La prima donna alla guida di Terna, Giuseppina Di Foggia
4 minuti per la letturaCapi azienda come Cattaneo, Descalzi, Del Fante sono una garanzia in termini di visione industriale, posizionamento internazionale, gestione finanziaria e gradimento dei mercati. La prima donna alla guida di Terna, Giuseppina Di Foggia, è un muro che si abbatte e è bello averlo fatto con competenze scelte dal mondo privato. Il tandem Cingolani-Pontecorvo per Leonardo e l’esperienza di uomini come Scaroni e Zafarana esprimono l’equilibrio con cui il governo Meloni ha scelto soluzioni di qualità.
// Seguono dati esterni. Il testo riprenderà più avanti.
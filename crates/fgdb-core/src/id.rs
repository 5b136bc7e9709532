//! Stable ID newtypes for graph entities.
//!
//! All IDs are distinct newtype wrappers, so a `NodeId` cannot be used where
//! a `BlockId` or a `Timestamp` is expected.

use std::fmt;

use petgraph::graph::{EdgeIndex, NodeIndex};
use serde::{Deserialize, Serialize};

/// Node identifier inside one graph. Maps to a petgraph `NodeIndex<u32>`.
#[derive(Debug, Clone, Copy, PartialEq, Eq, PartialOrd, Ord, Hash, Serialize, Deserialize)]
pub struct NodeId(pub u32);

/// Edge identifier inside one graph. Maps to a petgraph `EdgeIndex<u32>`.
#[derive(Debug, Clone, Copy, PartialEq, Eq, PartialOrd, Ord, Hash, Serialize, Deserialize)]
pub struct EdgeId(pub u32);

/// Registry identity of a declared function or data block.
///
/// Assigned in declaration order, starting at 0.
#[derive(Debug, Clone, Copy, PartialEq, Eq, PartialOrd, Ord, Hash, Serialize, Deserialize)]
pub struct BlockId(pub u32);

/// Version stamp of a dependent variable instance.
///
/// Timestamps from [`MonotonicClock`](crate::clock::MonotonicClock) are
/// microseconds since the Unix epoch, but the graphs only rely on ordering
/// and uniqueness.
#[derive(Debug, Clone, Copy, PartialEq, Eq, PartialOrd, Ord, Hash, Serialize, Deserialize)]
pub struct Timestamp(pub u64);

impl fmt::Display for NodeId {
    fn fmt(&self, f: &mut fmt::Formatter<'_>) -> fmt::Result {
        write!(f, "{}", self.0)
    }
}

impl fmt::Display for EdgeId {
    fn fmt(&self, f: &mut fmt::Formatter<'_>) -> fmt::Result {
        write!(f, "{}", self.0)
    }
}

impl fmt::Display for BlockId {
    fn fmt(&self, f: &mut fmt::Formatter<'_>) -> fmt::Result {
        write!(f, "{}", self.0)
    }
}

impl fmt::Display for Timestamp {
    fn fmt(&self, f: &mut fmt::Formatter<'_>) -> fmt::Result {
        write!(f, "{}", self.0)
    }
}

// Bridges between the ID newtypes and petgraph's indices.

impl From<NodeIndex<u32>> for NodeId {
    fn from(idx: NodeIndex<u32>) -> Self {
        NodeId(idx.index() as u32)
    }
}

impl From<NodeId> for NodeIndex<u32> {
    fn from(id: NodeId) -> Self {
        NodeIndex::new(id.0 as usize)
    }
}

impl From<EdgeIndex<u32>> for EdgeId {
    fn from(idx: EdgeIndex<u32>) -> Self {
        EdgeId(idx.index() as u32)
    }
}

impl From<EdgeId> for EdgeIndex<u32> {
    fn from(id: EdgeId) -> Self {
        EdgeIndex::new(id.0 as usize)
    }
}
Questa volta anche la Lega ha aiutato a cercare il meglio sul mercato oltre al duo collaudato Letta-Tajani. Siamo nel solco della lezione di competenza di Draghi e della regola degasperiana di risultato sulla burocrazia che possono fare oggi di Giorgia Meloni il leader europeo della Destra moderata.
SULLE nomine ai vertici delle grandi aziende pubbliche italiane non si è ceduto al discorso dell’occupazione del potere e questo dovrebbe essere di lezione anche per altri campi. Non si è ceduto non perché non abbia deciso la politica, è un suo potere, ma nel senso che lo ha esercitato scegliendo manager di qualità con le competenze giuste per affrontare le sfide societarie cruciali di questo passaggio storico difficilissimo. Non si è ceduto nel senso che grazie alle scelte compiute si può finalmente provare a fare un gioco di squadra come sistema Paese avendo messo alla testa delle grandi aziende italiane donne e uomini che possono accrescere il valore strategico dei nostri asset più importanti. Non si è ceduto nel senso che si sono dimostrati sul campo la forza e il merito politici di premiare chi ha fatto bene confermandoli nei loro incarichi e riconoscendo quindi il valore della continuità contro il disvalore della occupazione partitocratica. Si è riconosciuto il valore della continuità dello Stato e dei suoi manager come avviene in tutti i Paesi seri del mondo. Che sono proprio quelli che non ricominciano sempre daccapo. La lezione implicita è che viene premiato chi fa bene e, quindi, anche per i manager è un segnale molto chiaro: non conviene vendersi al padroncino di turno che offre quello che non può dare. Non si è ceduto nel senso che si è dato un segnale chiaro alla media e grande azienda privata sopravvissute: è opportuno giocare le carte migliori investendo sull’Italia.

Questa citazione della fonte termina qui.